A juíza de instrução Sofia Pires admitiu, esta semana, voltar atrás na decisão que tinha tomado, em realizar o debate instrutório na Operação Marquês na parte que envolve apenas José Sócrates e o empresário Carlos Santos Silva, e enviar o caso para o juiz Ivo Rosa, regressado recentemente ao Tribunal da Relação de Lisboa, após baixa médica prolongada. Num despacho proferido esta semana, a magistrada referiu que a sua decisão, em 21 de junho, de avançar com o debate instrutório tinha sido proferida com base na informação de que o juiz Ivo Rosa se encontrava de baixa. “Poderá ter ocorrido uma alteração de circunstâncias que levaram à prolação daquele despacho, situação que importa clarificar”, escreveu Sofia Pires. Enquanto este debate decorre, há crimes de falsificação que prescrevem em agosto.
A posição da juíza de instrução surgiu na sequência de um requerimento apresentado pela defesa de José Sócrates, já depois da decisão de avançar para um novo debate instrutório desta parte do processo – que diz respeito a crimes de falsificação de documentos e branqueamento de capitais. No documento, avançado pela VISÃO, o advogado Pedro Delille garantia que Ivo Rosa teve alta na junta médica, já se encontrando ao serviço, no Tribunal da Relação de Lisboa.
Ora, em resposta, Sofia Pires concordou que Ivo Rosa, apesar de ocupar o lugar de juiz desembargador – é o juiz natural do processo, já que foi ele que, em 2021, proferiu a decisão instrutória que levou Carlos Santos Silva e José Sócrates a julgamento, arquivando os restantes crimes, entre os quais corrupção, uma decisão, entretanto, revogada pelo Tribunal da Relação de Lisboa. O problema prende-se com o facto de, descendo o processo à primeira instância, a lei obriga que o juiz que proferir a decisão instrutória tem que ser o mesmo que realizou o debate (alegações finais da fase de instrução).
“Contudo, por se verificar a impossibilidade” de lhe enviar o processo, como decidiu a 14 de maio a juiza Sofia Pires, “em virtude da sua ausência ao serviço”, a magistrada assumiu o encargo de “proferir nova decisão instrutória”. “A circunstância alegada pelo arguido é desconhecida e, a confirmar-se, será posterior ao despacho de 21 de junho. Ou seja, poderá ter ocorrido uma alteração das circunstâncias que levaram à prolação daquele despacho, situação que importa clarificar”.
Daí, antes de avançar com qualquer diligência, Sofia Pires pediu informações ao Conselho Superior da Magistratura sobre a situação de Ivo Rosa.
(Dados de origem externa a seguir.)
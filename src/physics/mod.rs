mod forces;
mod quadtree;

use emath::{Vec2, vec2};
use log::debug;

use crate::config::{ForceConfig, MIN_LINK_DISTANCE};
use crate::error::{EngineError, Result};
use crate::graph::Graph;
use crate::util::jiggle_direction;
use forces::{ChargeParams, CollisionParams, accumulate_charge_for_node, accumulate_collision_pairs};
pub use quadtree::SpatialIndex;

#[derive(Clone, Copy, Debug, PartialEq, Eq)]
pub enum SimulationState {
    Running,
    Settled,
}

#[derive(Default)]
struct PhysicsScratch {
    positions: Vec<Vec2>,
    radii: Vec<f32>,
    deltas: Vec<Vec2>,
}

/// Per-link constants derived from node degrees, recomputed whenever the link set changes.
struct LinkTerm {
    source: usize,
    target: usize,
    /// Share of the correction applied to the target.
    bias: f32,
    strength: f32,
}

/// Alpha-cooled force layout over an owned graph.
pub struct Simulation {
    graph: Graph,
    config: ForceConfig,
    center: Vec2,
    alpha: f32,
    state: SimulationState,
    ticks: usize,
    links: Vec<LinkTerm>,
    scratch: PhysicsScratch,
}

impl Simulation {
    pub fn new(graph: Graph, width: f32, height: f32, config: ForceConfig) -> Self {
        let center = vec2(width, height) * 0.5;
        let center = if center.is_finite() { center } else { Vec2::ZERO };
        let alpha = config.alpha;
        let state = if alpha <= config.alpha_min {
            SimulationState::Settled
        } else {
            SimulationState::Running
        };

        let mut simulation = Self {
            graph,
            config,
            center,
            alpha,
            state,
            ticks: 0,
            links: Vec::new(),
            scratch: PhysicsScratch::default(),
        };
        simulation.rebuild_links();
        simulation.apply_pins();
        simulation
    }

    /// Continues from an already laid-out graph at the restart temperature.
    pub fn resume(graph: Graph, width: f32, height: f32, config: ForceConfig) -> Self {
        let mut simulation = Self::new(graph, width, height, config);
        simulation.alpha = config.restart_alpha;
        simulation.state = if simulation.alpha > config.alpha_min {
            SimulationState::Running
        } else {
            SimulationState::Settled
        };
        simulation
    }

    fn rebuild_links(&mut self) {
        let endpoints = self.graph.link_endpoints();
        let mut degree = vec![0usize; self.graph.node_count()];
        for &(source, target) in &endpoints {
            degree[source] += 1;
            degree[target] += 1;
        }

        self.links = endpoints
            .into_iter()
            .filter(|(source, target)| source != target)
            .map(|(source, target)| {
                let source_degree = degree[source] as f32;
                let target_degree = degree[target] as f32;
                LinkTerm {
                    source,
                    target,
                    bias: source_degree / (source_degree + target_degree),
                    strength: self.config.link_stiffness / source_degree.min(target_degree),
                }
            })
            .collect();
    }

    pub fn graph(&self) -> &Graph {
        &self.graph
    }

    pub fn into_graph(self) -> Graph {
        self.graph
    }

    pub fn alpha(&self) -> f32 {
        self.alpha
    }

    pub fn state(&self) -> SimulationState {
        self.state
    }

    pub fn ticks(&self) -> usize {
        self.ticks
    }

    pub fn center(&self) -> Vec2 {
        self.center
    }

    /// Upper bound on the ticks needed for alpha to cool from its current value.
    pub fn settle_bound(&self) -> usize {
        let alpha_min = self.config.alpha_min;
        if self.alpha <= alpha_min {
            return 0;
        }
        let decay = (1.0 - self.config.alpha_decay).clamp(f32::MIN_POSITIVE, 1.0 - f32::EPSILON);
        // One extra tick absorbs f32 rounding in the repeated decay.
        ((alpha_min / self.alpha).ln() / decay.ln()).ceil() as usize + 1
    }

    pub fn reheat(&mut self) {
        self.alpha = self.alpha.max(self.config.restart_alpha);
        if self.alpha > self.config.alpha_min {
            self.state = SimulationState::Running;
        }
    }

    pub fn pin(&mut self, id: &str, position: Vec2) -> Result<()> {
        if !position.is_finite() {
            return Err(EngineError::InvalidPin(id.to_owned()));
        }
        let node = self
            .graph
            .node_mut(id)
            .ok_or_else(|| EngineError::UnknownNode(id.to_owned()))?;
        node.pin(position);
        node.position = position;
        node.velocity = Vec2::ZERO;
        self.reheat();
        Ok(())
    }

    pub fn release(&mut self, id: &str) -> Result<()> {
        let node = self
            .graph
            .node_mut(id)
            .ok_or_else(|| EngineError::UnknownNode(id.to_owned()))?;
        node.release();
        self.reheat();
        Ok(())
    }

    /// Ticks until settled or `max_ticks` is reached. Returns the ticks executed.
    pub fn run(&mut self, max_ticks: usize) -> usize {
        let mut executed = 0;
        while executed < max_ticks && self.state == SimulationState::Running {
            self.tick();
            executed += 1;
        }
        executed
    }

    pub fn tick(&mut self) -> SimulationState {
        if self.state == SimulationState::Settled {
            return self.state;
        }

        if !self.graph.is_empty() {
            self.apply_link_force();
            self.apply_charge_and_collision();
            self.apply_center_pull();
            self.integrate();
            self.recenter();
        }

        self.ticks += 1;
        self.alpha += (0.0 - self.alpha) * self.config.alpha_decay;
        if self.alpha <= self.config.alpha_min {
            self.state = SimulationState::Settled;
            debug!(
                "simulation settled after {} ticks ({} nodes)",
                self.ticks,
                self.graph.node_count()
            );
        }

        self.apply_pins();
        self.state
    }

    fn apply_link_force(&mut self) {
        let rest_length = self.config.link_distance.max(MIN_LINK_DISTANCE);
        let alpha = self.alpha;
        let nodes = &mut self.graph.nodes;

        for term in &self.links {
            let source = &nodes[term.source];
            let target = &nodes[term.target];
            let mut delta =
                (target.position + target.velocity) - (source.position + source.velocity);
            let mut distance = delta.length();
            if distance <= f32::EPSILON {
                delta = jiggle_direction(term.source, term.target) * 1.0e-3;
                distance = delta.length();
            }

            let correction = delta * ((distance - rest_length) / distance * alpha * term.strength);
            nodes[term.target].velocity -= correction * term.bias;
            nodes[term.source].velocity += correction * (1.0 - term.bias);
        }
    }

    fn apply_charge_and_collision(&mut self) {
        let node_count = self.graph.node_count();
        let padding = self.config.collision_padding;
        let scratch = &mut self.scratch;
        scratch.positions.clear();
        scratch.radii.clear();
        scratch
            .positions
            .reserve(node_count.saturating_sub(scratch.positions.capacity()));
        scratch
            .radii
            .reserve(node_count.saturating_sub(scratch.radii.capacity()));
        scratch.deltas.resize(node_count, Vec2::ZERO);
        scratch.deltas.fill(Vec2::ZERO);

        let mut max_radius = 0.0_f32;
        for node in &self.graph.nodes {
            let radius = node.radius + padding;
            scratch.positions.push(node.position);
            scratch.radii.push(radius);
            max_radius = max_radius.max(radius);
        }

        let index = SpatialIndex::from_positions(std::mem::take(&mut scratch.positions));
        if let Some(root) = index.root() {
            let charge = ChargeParams {
                scaled_charge: self.config.charge * self.alpha,
                theta: self.config.theta,
            };
            if charge.scaled_charge != 0.0 {
                for (node_index, delta) in scratch.deltas.iter_mut().enumerate() {
                    if !index.positions()[node_index].is_finite() {
                        continue;
                    }
                    accumulate_charge_for_node(root, node_index, index.positions(), charge, delta);
                }
            }

            let max_collision_distance = max_radius * 2.0;
            if self.config.collision_strength > 0.0 && max_collision_distance > 0.0 {
                accumulate_collision_pairs(
                    root,
                    root,
                    true,
                    index.positions(),
                    &scratch.radii,
                    CollisionParams {
                        collision_strength: self.config.collision_strength,
                        max_collision_distance_sq: max_collision_distance * max_collision_distance,
                    },
                    &mut scratch.deltas,
                );
            }
        }

        for (node, delta) in self.graph.nodes.iter_mut().zip(&scratch.deltas) {
            node.velocity += *delta;
        }
        scratch.positions = index.into_positions();
    }

    fn apply_center_pull(&mut self) {
        let pull = self.config.center_strength * self.alpha;
        if pull <= 0.0 {
            return;
        }
        for node in &mut self.graph.nodes {
            node.velocity += (self.center - node.position) * pull;
        }
    }

    fn integrate(&mut self) {
        let retain = 1.0 - self.config.velocity_decay;
        for node in &mut self.graph.nodes {
            if node.fixed_x.is_none() {
                node.velocity.x *= retain;
                node.position.x += node.velocity.x;
            }
            if node.fixed_y.is_none() {
                node.velocity.y *= retain;
                node.position.y += node.velocity.y;
            }
        }
    }

    fn recenter(&mut self) {
        // Pinned nodes anchor the frame.
        if self.graph.nodes.iter().any(|node| node.is_pinned()) {
            return;
        }

        let mut centroid = Vec2::ZERO;
        for node in &self.graph.nodes {
            centroid += node.position;
        }
        centroid /= self.graph.node_count() as f32;
        let shift = self.center - centroid;
        if shift.is_finite() && shift.length_sq() > 0.000_001 {
            for node in &mut self.graph.nodes {
                node.position += shift;
            }
        }
    }

    fn apply_pins(&mut self) {
        for node in &mut self.graph.nodes {
            if let Some(x) = node.fixed_x {
                node.position.x = x;
                node.velocity.x = 0.0;
            }
            if let Some(y) = node.fixed_y {
                node.position.y = y;
                node.velocity.y = 0.0;
            }
        }
    }
}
Refira-se que, a 2 de julho a VISÃO adiantou que a defesa de José Sócrates sabia que Ivo Rosa tinha regressado ao trabalho. Mas só no dia 3 deste mês é que, pro despacho, a presidente do Tribunal da Relação de Lisboa, fez constar só nesta data ter tido conhecimento desse facto, ordenando uma dominuição da distribuição de processos ao agora juiz desembargador.
A decisão de anular a pronúncia (ida a julgamento) de José Sócrates e do empresário Carlos Santos Silva por crimes de falsificação de documentos e branqueamento de capitais foi tomada em março pelo Tribunal da Relação de Lisboa. O acórdão determinou a remessa dos “autos ao tribunal de primeira instância a fim de ser proferida nova decisão instrutória”. Segundo as juízas desembargadoras Maria José Cortes, relatora, e Maria do Rosário Martins, juíza adjunta, “a nulidade em causa afeta e invalida a decisão instrutória de pronúncia em causa”.
José Sócrates foi acusado em 2017 pelo MP no processo Operação Marquês de 31 crimes, designadamente corrupção passiva, branqueamento de capitais, falsificação de documentos e fraude fiscal, mas na decisão instrutória, em 9 de abril de 2021, o juiz Ivo Rosa decidiu ilibar o antigo governante de 25 dos 31 crimes, pronunciando-o para julgamento apenas por três crimes de branqueamento de capitais e três de falsificação de documentos, juntamente com Carlos Santos Silva.